As an Excel beginner, it would be a good idea to learn how to create simple charts such as line charts, column charts, or bar charts.
Once you know how to insert these charts in the worksheet, you can also look at some basic customizations such as adding data labels, Customizing the access labels, adding a chart title, changing the color of the line or the bars, etc.
Also read: How to Describe Excel Skills in a Resume?
Intermediate Excel Skills
Now that I have covered a lot of basic Excel skills that you should know, here are some of the intermediate Excel skills you can learn to become more proficient in Excel.
Some of the features I cover in this section are already covered in the Basic Excel Skills section, and here I will be showing you an advanced level of usage for the same features (such as Sort or Filter options).
When you start working with large datasets in Excel, one problem you would face is that the headers of the data set disappear when you scroll down or scroll to the right.
Freeze pains allow you to make sure that the header rows or header columns are always visible while you are scrolling away in the worksheet.
Below are the steps to freeze the top row in your worksheet:
- Click the ‘View’ tab
- In the ‘Window’ Group, click on the ‘Freeze Panes’ option
- In the options that show up, click on the ‘Freeze Top Row’ option.
The above steps would freeze the top row so that when you scroll down, that top row will always be visible.
Similarly, you can also freeze the left-most column as well as any number of top rows and left-most columns (for example, you can freeze and lock the top two rows and the three leftmost columns if you want).
Flash Fill is an amazing tool that was introduced in Excel 2013.
It’s most useful in situations where you have data set in a column and you want to extract or modify that data by following a specific pattern.
For example, if I have full names (that would have a first name and a last name) in a column, and I want to extract the first name in the adjacent column, I can use Flash Fill to do that.

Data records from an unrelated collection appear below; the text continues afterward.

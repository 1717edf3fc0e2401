//! Structural validation of describe output.
//!
//! The describe pipeline upholds these invariants by construction; the
//! checker exists for hosts that assemble or post-process schemas by hand
//! (e.g. loading annotated fixtures from disk). Validation is advisory and
//! never runs on the describe-and-exit path.
//!
//! # Examples
//!
//! ```
//! use tool_describe_core::{CommandDescriptor, SPEC_VERSION, ToolSchema, validate_schema};
//!
//! let schema = ToolSchema {
//!     spec_version: SPEC_VERSION.to_string(),
//!     name: "fileconv".to_string(),
//!     version: "1.0.0".to_string(),
//!     description: String::new(),
//!     commands: vec![CommandDescriptor {
//!         name: "convert".to_string(),
//!         ..Default::default()
//!     }],
//!     auth: None,
//! };
//! assert!(validate_schema(&schema).is_empty());
//! ```

use std::collections::HashSet;

use thiserror::Error;

use crate::{ArgType, ToolSchema};

/// Structural problems in a [`ToolSchema`].
#[derive(Debug, Clone, PartialEq, Eq, Error)]
pub enum ValidationError {
    /// Tool name is empty or whitespace-only.
    #[error("tool name cannot be empty")]
    EmptyToolName,
    /// A command descriptor has an empty name.
    #[error("command name cannot be empty")]
    EmptyCommandName,
    /// Two commands in the flattened list share a name.
    #[error("duplicate command: {0}")]
    DuplicateCommand(String),
    /// Two arguments of the same command share a name.
    #[error("duplicate argument in command {command}: {arg}")]
    DuplicateArg {
        /// Flattened command path.
        command: String,
        /// Offending argument name.
        arg: String,
    },
    /// An enum-typed argument carries no allowed values.
    #[error("enum argument without values in command {command}: {arg}")]
    EnumWithoutValues {
        /// Flattened command path.
        command: String,
        /// Offending argument name.
        arg: String,
    },
    /// A non-enum argument carries an allowed-value list.
    #[error("values on non-enum argument in command {command}: {arg}")]
    ValuesOnNonEnum {
        /// Flattened command path.
        command: String,
        /// Offending argument name.
        arg: String,
    },
}

/// Validates the documented invariants of a describe schema.
///
/// Returns every problem found; an empty vector means the schema is
/// structurally sound.
pub fn validate_schema(schema: &ToolSchema) -> Vec<ValidationError> {
    let mut errors = Vec::new();

    if schema.name.trim().is_empty() {
        errors.push(ValidationError::EmptyToolName);
    }

    let mut seen_commands: HashSet<&str> = HashSet::new();
    for cmd in &schema.commands {
        if cmd.name.trim().is_empty() {
            errors.push(ValidationError::EmptyCommandName);
            continue;
        }
        if !seen_commands.insert(cmd.name.as_str()) {
            errors.push(ValidationError::DuplicateCommand(cmd.name.clone()));
        }

        let mut seen_args: HashSet<&str> = HashSet::new();
        for arg in &cmd.args {
            if !seen_args.insert(arg.name.as_str()) {
                errors.push(ValidationError::DuplicateArg {
                    command: cmd.name.clone(),
                    arg: arg.name.clone(),
                });
            }
            match arg.arg_type {
                ArgType::Enum if arg.values.is_empty() => {
                    errors.push(ValidationError::EnumWithoutValues {
                        command: cmd.name.clone(),
                        arg: arg.name.clone(),
                    });
                }
                ArgType::Enum => {}
                _ if !arg.values.is_empty() => {
                    errors.push(ValidationError::ValuesOnNonEnum {
                        command: cmd.name.clone(),
                        arg: arg.name.clone(),
                    });
                }
                _ => {}
            }
        }
    }

    errors
}
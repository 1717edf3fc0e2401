//! End-to-end tests spawning the fileconv binary.

use std::process::Command;

fn describe_output(args: &[&str]) -> serde_json::Value {
    let out = Command::new(env!("CARGO_BIN_EXE_fileconv"))
        .args(args)
        .output()
        .expect("failed to spawn fileconv");
    assert!(out.status.success(), "exit status: {:?}", out.status);
    serde_json::from_slice(&out.stdout).expect("stdout should be valid JSON")
}

#[test]
fn describe_emits_schema_and_exits_zero() {
    let json = describe_output(&["--describe"]);

    assert_eq!(json["specVersion"], "2026-02-07");
    assert_eq!(json["name"], "fileconv");
    assert_eq!(json["description"], "Convert files between formats");

    let names: Vec<&str> = json["commands"]
        .as_array()
        .unwrap()
        .iter()
        .map(|c| c["name"].as_str().unwrap())
        .collect();
    assert_eq!(names, vec!["convert", "db migrate", "db rollback"]);
}

#[test]
fn describe_flag_works_from_a_subcommand() {
    let json = describe_output(&["db", "migrate", "--describe"]);
    assert_eq!(json["name"], "fileconv");
}

#[test]
fn schema_carries_annotations_and_default_policy() {
    let json = describe_output(&["--describe"]);
    let commands = json["commands"].as_array().unwrap();

    let convert = &commands[0];
    assert_eq!(convert["stdin"]["contentType"], "text/plain");
    assert_eq!(convert["stdout"]["schema"]["type"], "object");
    assert_eq!(
        convert["examples"][0]["command"],
        "fileconv convert data.json data.csv --format csv"
    );

    let args = convert["args"].as_array().unwrap();
    assert_eq!(args[0]["name"], "input");
    assert_eq!(args[0]["required"], true);
    assert_eq!(args[1]["name"], "output");
    assert!(args[1].get("required").is_none());

    let format = args.iter().find(|a| a["name"] == "--format").unwrap();
    assert_eq!(format["type"], "enum");
    assert_eq!(format["default"], "json");
    assert_eq!(format["values"][2], "yaml");

    // Zero/false defaults are indistinguishable from unset.
    let jobs = args.iter().find(|a| a["name"] == "--jobs").unwrap();
    assert!(jobs.get("default").is_none());
    let force = args.iter().find(|a| a["name"] == "--force").unwrap();
    assert!(force.get("default").is_none());

    let migrate = &commands[1];
    assert_eq!(migrate["auth"]["required"], true);
    assert_eq!(migrate["auth"]["scopes"][0], "db:admin");

    let rollback = &commands[2];
    let steps = rollback["args"]
        .as_array()
        .unwrap()
        .iter()
        .find(|a| a["name"] == "--steps")
        .unwrap();
    assert_eq!(steps["default"], "1");

    assert_eq!(json["auth"]["envVar"], "FILECONV_TOKEN");
    assert_eq!(json["auth"]["providers"][0]["type"], "api_key");
}

#[test]
fn reserved_and_hidden_entities_are_absent() {
    let json = describe_output(&["--describe"]);

    for cmd in json["commands"].as_array().unwrap() {
        assert_ne!(cmd["name"], "help");
        assert_ne!(cmd["name"], "completion");
        assert_ne!(cmd["name"], "selftest");
        if let Some(args) = cmd["args"].as_array() {
            for arg in args {
                assert_ne!(arg["name"], "--help");
                assert_ne!(arg["name"], "--describe");
                assert_ne!(arg["name"], "--version");
                assert_ne!(arg["name"], "--scratch-dir");
            }
        }
    }
}

#[test]
fn normal_dispatch_still_works() {
    let out = Command::new(env!("CARGO_BIN_EXE_fileconv"))
        .args(["convert", "in.txt", "--format", "csv"])
        .output()
        .expect("failed to spawn fileconv");

    assert!(out.status.success());
    let stdout = String::from_utf8_lossy(&out.stdout);
    assert!(stdout.contains("in.txt"));
    assert!(stdout.contains("csv"));
}
//! clap adapter for tool self-description.
//!
//! Reflects a [`clap::Command`] tree into the framework-agnostic
//! [`CommandNode`] model of `tool-describe-core`, and wires the reserved
//! `--describe` flag into a host tool: when the flag is set, the tool prints
//! its JSON schema to stdout and exits.
//!
//! # Example
//!
//! ```
//! use clap::{Arg, ArgAction, Command};
//! use tool_describe_clap::{describe, with_describe};
//!
//! let cmd = with_describe(
//!     Command::new("fileconv")
//!         .about("Convert files between formats")
//!         .version("1.2.0")
//!         .subcommand(
//!             Command::new("convert")
//!                 .about("Convert a single file")
//!                 .arg(Arg::new("input").required(true))
//!                 .arg(
//!                     Arg::new("force")
//!                         .long("force")
//!                         .action(ArgAction::SetTrue)
//!                         .help("Overwrite output"),
//!                 ),
//!         ),
//! );
//!
//! let schema = describe(&cmd, None);
//! assert_eq!(schema.name, "fileconv");
//! assert_eq!(schema.commands[0].name, "convert");
//! ```
//!
//! In `main`, call [`run_describe`] right after parsing:
//!
//! ```no_run
//! use clap::Command;
//! use tool_describe_clap::{run_describe, with_describe};
//!
//! let cmd = with_describe(Command::new("fileconv"));
//! let matches = cmd.clone().get_matches();
//! run_describe(&cmd, &matches, None);
//! // normal dispatch continues here
//! ```

use std::io::Write;
use std::sync::LazyLock;

use clap::builder::ValueParser;
use clap::{Arg, ArgAction, ArgMatches, Command};
use tracing::debug;

use tool_describe_core::{CommandNode, DescribeOptions, FlagKind, FlagSpec, ToolSchema};

pub use tool_describe_core::DESCRIBE_FLAG;

/// Adds the reserved `--describe` flag to a command.
///
/// The flag is global so `tool sub --describe` parses, but the schema it
/// triggers always covers the whole tool. The flag itself never appears in
/// describe output.
pub fn with_describe(cmd: Command) -> Command {
    cmd.arg(
        Arg::new(DESCRIBE_FLAG)
            .long(DESCRIBE_FLAG)
            .global(true)
            .action(ArgAction::SetTrue)
            .help("Output machine-readable JSON schema for this tool"),
    )
}

/// Extracts a [`ToolSchema`] from a clap command tree.
///
/// Pure function with no side effects; useful for testing or programmatic
/// access to the schema. The command is built first so lazily materialized
/// pieces (the auto help subcommand, propagated settings) are visible and
/// can be filtered the same way on every call.
pub fn describe(cmd: &Command, opts: Option<&DescribeOptions>) -> ToolSchema {
    let mut built = cmd.clone();
    built.build();
    let root = to_command_node(&built, &[]);
    tool_describe_core::describe(&root, opts)
}

/// Prints the schema and exits when `--describe` was passed.
///
/// No-op when the flag is unset or was never registered (the lookup never
/// panics). On success the schema goes to stdout and the process exits 0;
/// a serialization failure is reported to stderr and exits 1.
pub fn run_describe(cmd: &Command, matches: &ArgMatches, opts: Option<&DescribeOptions>) {
    let requested = matches
        .try_get_one::<bool>(DESCRIBE_FLAG)
        .ok()
        .flatten()
        .copied()
        .unwrap_or(false);
    if !requested {
        return;
    }

    let schema = describe(cmd, opts);
    match serde_json::to_string_pretty(&schema) {
        Ok(json) => {
            let mut stdout = std::io::stdout();
            // Treat a broken pipe the same as any other write failure.
            if writeln!(stdout, "{json}").is_err() {
                std::process::exit(1);
            }
            std::process::exit(0);
        }
        Err(err) => {
            eprintln!("error: failed to serialize describe schema: {err}");
            std::process::exit(1);
        }
    }
}

/// Reflects one clap command (and its subtree) into a [`CommandNode`].
///
/// `inherited` carries ancestor flags declared with `.global(true)`; clap
/// only applies those at match time, so the adapter folds them into each
/// descendant's flag list to mirror how the tool actually behaves.
pub fn to_command_node(cmd: &Command, inherited: &[FlagSpec]) -> CommandNode {
    let mut node = CommandNode::new(cmd.get_name())
        .with_about(&styled(cmd.get_about()))
        .with_long_about(&styled(cmd.get_long_about()))
        .with_usage(&synthesize_usage(cmd));

    if let Some(version) = cmd.get_version() {
        node = node.with_version(version);
    }
    if cmd.is_hide_set() {
        node = node.hidden();
    }

    for arg in cmd.get_arguments().filter(|a| !a.is_positional()) {
        node = node.with_flag(to_flag_spec(arg));
    }
    for flag in inherited {
        if node.find_flag(&flag.name).is_none() {
            node = node.with_flag(flag.clone());
        }
    }

    let mut globals: Vec<FlagSpec> = inherited.to_vec();
    for arg in cmd
        .get_arguments()
        .filter(|a| !a.is_positional() && a.is_global_set())
    {
        if !globals.iter().any(|f| f.name == flag_name(arg)) {
            globals.push(to_flag_spec(arg));
        }
    }

    for sub in cmd.get_subcommands() {
        node = node.with_child(to_command_node(sub, &globals));
    }

    node
}

fn styled(text: Option<&clap::builder::StyledStr>) -> String {
    text.map(|s| s.to_string()).unwrap_or_default()
}

fn flag_name(arg: &Arg) -> String {
    arg.get_long()
        .map(str::to_string)
        .unwrap_or_else(|| arg.get_id().as_str().to_string())
}

fn to_flag_spec(arg: &Arg) -> FlagSpec {
    let mut flag = FlagSpec::new(&flag_name(arg), flag_kind(arg));
    flag.default = default_text(arg);
    flag.help = styled(arg.get_help());
    flag.hidden = arg.is_hide_set();
    flag.required = arg.is_required_set();

    let values: Vec<String> = arg
        .get_possible_values()
        .iter()
        .map(|v| v.get_name().to_string())
        .collect();
    if !values.is_empty() {
        debug!(flag = %flag.name, count = values.len(), "possible values become enum annotation");
        flag.values = Some(values);
    }

    flag
}

static INTEGER_PARSERS: LazyLock<[ValueParser; 12]> = LazyLock::new(|| {
    [
        clap::value_parser!(i8).into(),
        clap::value_parser!(i16).into(),
        clap::value_parser!(i32).into(),
        clap::value_parser!(i64).into(),
        clap::value_parser!(i128).into(),
        clap::value_parser!(isize).into(),
        clap::value_parser!(u8).into(),
        clap::value_parser!(u16).into(),
        clap::value_parser!(u32).into(),
        clap::value_parser!(u64).into(),
        clap::value_parser!(u128).into(),
        clap::value_parser!(usize).into(),
    ]
});

static FLOAT_PARSERS: LazyLock<[ValueParser; 2]> = LazyLock::new(|| {
    [
        clap::value_parser!(f32).into(),
        clap::value_parser!(f64).into(),
    ]
});

/// Maps a clap argument to a flag value kind.
///
/// The action is the strongest signal (`SetTrue`/`SetFalse` are switches,
/// `Count` produces an integer, `Append` a list), and any arg that accepts
/// more than one value per occurrence is a list; otherwise the declared
/// value parser's output type decides, and anything unrecognized is text.
/// Types are compared through probe parsers since clap does not expose the
/// parser's output type directly.
fn flag_kind(arg: &Arg) -> FlagKind {
    match arg.get_action() {
        ArgAction::SetTrue | ArgAction::SetFalse => return FlagKind::Bool,
        ArgAction::Count => return FlagKind::Integer,
        ArgAction::Append => return FlagKind::List,
        _ => {}
    }

    // `.num_args(1..)` is clap's other spelling of a multi-value arg.
    if arg.get_num_args().is_some_and(|r| r.max_values() > 1) {
        return FlagKind::List;
    }

    let id = arg.get_value_parser().type_id();
    if id == ValueParser::bool().type_id() {
        return FlagKind::Bool;
    }
    if INTEGER_PARSERS.iter().any(|p| p.type_id() == id) {
        return FlagKind::Integer;
    }
    if FLOAT_PARSERS.iter().any(|p| p.type_id() == id) {
        return FlagKind::Float;
    }

    FlagKind::Text
}

/// Renders the declared defaults the way the core default policy expects:
/// the textual value for a single default, comma-joined for several, and
/// empty when there are none.
fn default_text(arg: &Arg) -> String {
    let values: Vec<&str> = arg
        .get_default_values()
        .iter()
        .filter_map(|v| v.to_str())
        .collect();
    values.join(",")
}

/// Synthesizes a usage string in the `"name <required> [optional]"`
/// convention from clap's declared positional arguments, so positional
/// inference has one input shape regardless of host framework.
fn synthesize_usage(cmd: &Command) -> String {
    let mut positionals: Vec<&Arg> = cmd.get_positionals().collect();
    if positionals.is_empty() {
        return cmd.get_name().to_string();
    }
    positionals.sort_by_key(|a| a.get_index().unwrap_or(usize::MAX));

    let mut usage = cmd.get_name().to_string();
    for arg in positionals {
        let name = arg.get_id().as_str();
        if arg.is_required_set() {
            usage.push_str(&format!(" <{name}>"));
        } else {
            usage.push_str(&format!(" [{name}]"));
        }
    }
    usage
}

#[cfg(test)]
mod tests {
    use super::*;

    #[test]
    fn test_flag_kind_from_actions() {
        let switch = Arg::new("force").long("force").action(ArgAction::SetTrue);
        assert_eq!(flag_kind(&switch), FlagKind::Bool);

        let count = Arg::new("verbose").long("verbose").action(ArgAction::Count);
        assert_eq!(flag_kind(&count), FlagKind::Integer);

        let list = Arg::new("tag").long("tag").action(ArgAction::Append);
        assert_eq!(flag_kind(&list), FlagKind::List);
    }

    #[test]
    fn test_flag_kind_from_value_parser() {
        let port = Arg::new("port")
            .long("port")
            .value_parser(clap::value_parser!(u16));
        assert_eq!(flag_kind(&port), FlagKind::Integer);

        let ratio = Arg::new("ratio")
            .long("ratio")
            .value_parser(clap::value_parser!(f64));
        assert_eq!(flag_kind(&ratio), FlagKind::Float);

        let offset = Arg::new("offset")
            .long("offset")
            .value_parser(clap::value_parser!(i128));
        assert_eq!(flag_kind(&offset), FlagKind::Integer);

        let span = Arg::new("span")
            .long("span")
            .value_parser(clap::value_parser!(u128));
        assert_eq!(flag_kind(&span), FlagKind::Integer);

        let name = Arg::new("name").long("name");
        assert_eq!(flag_kind(&name), FlagKind::Text);
    }

    #[test]
    fn test_flag_kind_from_num_args() {
        let tags = Arg::new("tags").long("tags").num_args(1..);
        assert_eq!(flag_kind(&tags), FlagKind::List);

        let pair = Arg::new("pair").long("pair").num_args(2);
        assert_eq!(flag_kind(&pair), FlagKind::List);

        let single = Arg::new("name").long("name").num_args(1);
        assert_eq!(flag_kind(&single), FlagKind::Text);
    }

    #[test]
    fn test_synthesize_usage_orders_positionals() {
        let cmd = Command::new("convert")
            .arg(Arg::new("input").required(true))
            .arg(Arg::new("output"));
        assert_eq!(synthesize_usage(&cmd), "convert <input> [output]");

        let bare = Command::new("status");
        assert_eq!(synthesize_usage(&bare), "status");
    }

    #[test]
    fn test_default_text_joins_multiple_values() {
        let arg = Arg::new("tag")
            .long("tag")
            .action(ArgAction::Append)
            .default_values(["a", "b"]);
        assert_eq!(default_text(&arg), "a,b");

        let none = Arg::new("name").long("name");
        assert_eq!(default_text(&none), "");
    }
}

Let me show you how it works.
Below is a data set where I have the full name and column A, and I want to extract the first name only in the adjacent column.
Here are the steps to do this:
- Enter the first expected result you want in cell B2. In this example, I would enter the name Michael in cell B2.
- Select cell B3
- Hold the Control key and press the E key. Alternatively, you can also go to the Home tab, and in the Editing group, click on the Fill option, and then click on the Flash Fill icon that appears in the drop-down.
When you do the above steps, Flash Fill will recognize that you are trying to extract only the first name from column A and give you the result in column B.
While I’ve shown you just one example of using Flash Fill, you can use it with any data set where there is an easily recognizable pattern that Flash Fill can understand and use to manipulate the data.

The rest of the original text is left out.